UFC bantamweight champion Aljamain Sterling says health is his essential focus after a championship win over Petr Yan a weekend ago in Las Vegas – however a quick rematch against Yan is additionally on the horizon.
“I was doped up on morphine in the hospital, and texted [UFC president Dana White] and said, ‘I want to run back the rematch ASAP!” Sterling told ESPN on Tuesday. “I wasn’t in the right frame of mind, clearly. I ended up throwing up later in the night. [But] for me, this is just a belt of unsettled business. Eventually, we’ll get to take care of it.”
Sterling (20-3) won the 135-pound title at UFC 259, when Yan (15-2) was excluded for throwing an illicit knee in the fourth round. The knee rocked Sterling while he was technically in a “grounded” position on the canvas, and he couldn’t proceed with the battle.
At the UFC 259 postfight news conference, White said he would book a rematch because of the uncommon idea of the result.

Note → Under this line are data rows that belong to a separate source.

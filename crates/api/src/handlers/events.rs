//! Handlers for the `/events` resource.

use axum::extract::{Path, State};
use axum::http::StatusCode;
use axum::Json;
use fms_core::types::DbId;
use fms_db::models::event::{
    CreateEvent, Event, EventDetail, EventSnapshot, TransitionEvent, UpdateEvent,
};

use crate::error::AppResult;
use crate::state::AppState;

/// POST /api/v1/events
pub async fn create(
    State(state): State<AppState>,
    Json(input): Json<CreateEvent>,
) -> AppResult<(StatusCode, Json<Event>)> {
    let event = state.events().create(&input).await?;
    Ok((StatusCode::CREATED, Json(event)))
}

/// GET /api/v1/events
pub async fn list(State(state): State<AppState>) -> AppResult<Json<Vec<EventDetail>>> {
    Ok(Json(state.events().list().await?))
}

/// GET /api/v1/events/{id}
pub async fn get_by_id(
    State(state): State<AppState>,
    Path(id): Path<DbId>,
) -> AppResult<Json<EventDetail>> {
    Ok(Json(state.events().get(id).await?))
}

/// PUT /api/v1/events/{id}
pub async fn update(
    State(state): State<AppState>,
    Path(id): Path<DbId>,
    Json(input): Json<UpdateEvent>,
) -> AppResult<Json<Event>> {
    Ok(Json(state.events().update(id, &input).await?))
}

/// DELETE /api/v1/events/{id}
pub async fn delete(State(state): State<AppState>, Path(id): Path<DbId>) -> AppResult<StatusCode> {
    state.events().delete(id).await?;
    Ok(StatusCode::NO_CONTENT)
}

/// PATCH /api/v1/events/{id}/status
pub async fn transition(
    State(state): State<AppState>,
    Path(id): Path<DbId>,
    Json(input): Json<TransitionEvent>,
) -> AppResult<Json<Event>> {
    Ok(Json(state.events().transition(id, input.status).await?))
}

/// GET /api/v1/events/{id}/snapshot
pub async fn snapshot(
    State(state): State<AppState>,
    Path(id): Path<DbId>,
) -> AppResult<Json<EventSnapshot>> {
    Ok(Json(state.events().snapshot(id).await?))
}
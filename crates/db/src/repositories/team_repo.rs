//! Repository for the `teams` table.

use fms_core::types::DbId;
use sqlx::PgPool;

use crate::models::team::{CreateTeam, Team, TeamWithCount, UpdateTeam};

const COLUMNS: &str = "id, event_id, name, created_at, updated_at";

const COUNT_COLUMNS: &str = "t.id, t.event_id, t.name, t.created_at, t.updated_at, \
     (SELECT COUNT(*) FROM participants p WHERE p.team_id = t.id) AS participant_count";

/// Teams are always addressed through their event.
pub struct TeamRepo;

impl TeamRepo {
    pub async fn create(
        pool: &PgPool,
        event_id: DbId,
        input: &CreateTeam,
    ) -> Result<Team, sqlx::Error> {
        let query = format!(
            "INSERT INTO teams (event_id, name)
             VALUES ($1, $2)
             RETURNING {COLUMNS}"
        );
        sqlx::query_as::<_, Team>(&query)
            .bind(event_id)
            .bind(&input.name)
            .fetch_one(pool)
            .await
    }

    /// Find a team of `event_id`. A team of another event is reported as
    /// missing.
    pub async fn find_in_event(
        pool: &PgPool,
        event_id: DbId,
        id: DbId,
    ) -> Result<Option<TeamWithCount>, sqlx::Error> {
        let query =
            format!("SELECT {COUNT_COLUMNS} FROM teams t WHERE t.id = $1 AND t.event_id = $2");
        sqlx::query_as::<_, TeamWithCount>(&query)
            .bind(id)
            .bind(event_id)
            .fetch_optional(pool)
            .await
    }

    pub async fn exists_in_event(
        pool: &PgPool,
        event_id: DbId,
        id: DbId,
    ) -> Result<bool, sqlx::Error> {
        sqlx::query_scalar::<_, bool>(
            "SELECT EXISTS (SELECT 1 FROM teams WHERE id = $1 AND event_id = $2)",
        )
        .bind(id)
        .bind(event_id)
        .fetch_one(pool)
        .await
    }

    /// List an event's teams ordered by name.
    pub async fn list_by_event(
        pool: &PgPool,
        event_id: DbId,
    ) -> Result<Vec<TeamWithCount>, sqlx::Error> {
        let query = format!(
            "SELECT {COUNT_COLUMNS} FROM teams t
             WHERE t.event_id = $1
             ORDER BY t.name ASC, t.id ASC"
        );
        sqlx::query_as::<_, TeamWithCount>(&query)
            .bind(event_id)
            .fetch_all(pool)
            .await
    }

    pub async fn update(
        pool: &PgPool,
        event_id: DbId,
        id: DbId,
        input: &UpdateTeam,
    ) -> Result<Option<Team>, sqlx::Error> {
        let query = format!(
            "UPDATE teams SET name = $3
             WHERE id = $1 AND event_id = $2
             RETURNING {COLUMNS}"
        );
        sqlx::query_as::<_, Team>(&query)
            .bind(id)
            .bind(event_id)
            .bind(&input.name)
            .fetch_optional(pool)
            .await
    }

    /// Delete a team. Its participants stay in the event with `team_id`
    /// nulled by the foreign key. Returns `true` if a row was removed.
    pub async fn delete(pool: &PgPool, event_id: DbId, id: DbId) -> Result<bool, sqlx::Error> {
        let result = sqlx::query("DELETE FROM teams WHERE id = $1 AND event_id = $2")
            .bind(id)
            .bind(event_id)
            .execute(pool)
            .await?;
        Ok(result.rows_affected() > 0)
    }
}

Sterling turned heads this weekend when he posted an image of himself and previous champion Henry Cejudo via social media, however made it clear to ESPN a rematch is next. He said he simply doesn’t know when, taking note of the conceivably unpredictable long-term effects of a concussion.
“As much as I want to rerun this rematch ASAP, I need to do what’s right for me,” Sterling said. “Make sure I’m being smart about it, taking UFC’s advice, doctors’ advice. When I feel good and ready to go, the rematch will happen and we’ll settle this.”
At the time the battle was waved off, Yan was ahead on two of the judges’ scorecards, 29-28. Sterling held a 29-28 lead on the third scorecard. It showed up Yan was additionally easily on his approach to winning the fourth, which Sterling admitted himself to ESPN.
All things considered, Sterling said he was as yet equipped for winning the title prior to the illegal knee, and didn’t even promptly understand the result could be a disqualification. It denoted the first time in UFC history a belt changed hands because of disqualification.
“I was thinking, ‘I worked so hard to get this title shot, and now this is going to be a no-contest. And because the fourth round was going his way, Dana White is going to skip over me and give the title shot to someone else,'” Sterling said. “That broke me inside. That’s what made me shed a few tears. I was so distraught.
“I wanted to drag it out, let as long as I possibly needed. Was that the right decision, the right way of thinking, to proceed? Probably not. But in my head, I’m thinking, ‘I’m not going to get this opportunity again.’ I won one round, potentially two. I knew I needed a big fifth round in order to win that fight. I was willing to try and push through.”
When inquired as to whether he even needs to be referred to as “champion” between now and the rematch, Sterling chuckled.
“Everyone’s been calling me ‘champ,’ even in the streets,” Sterling said. “I don’t even know how to take it. I can’t really [celebrate] it. I leave it up to the person. I am the champ, but I don’t feel like the champ.”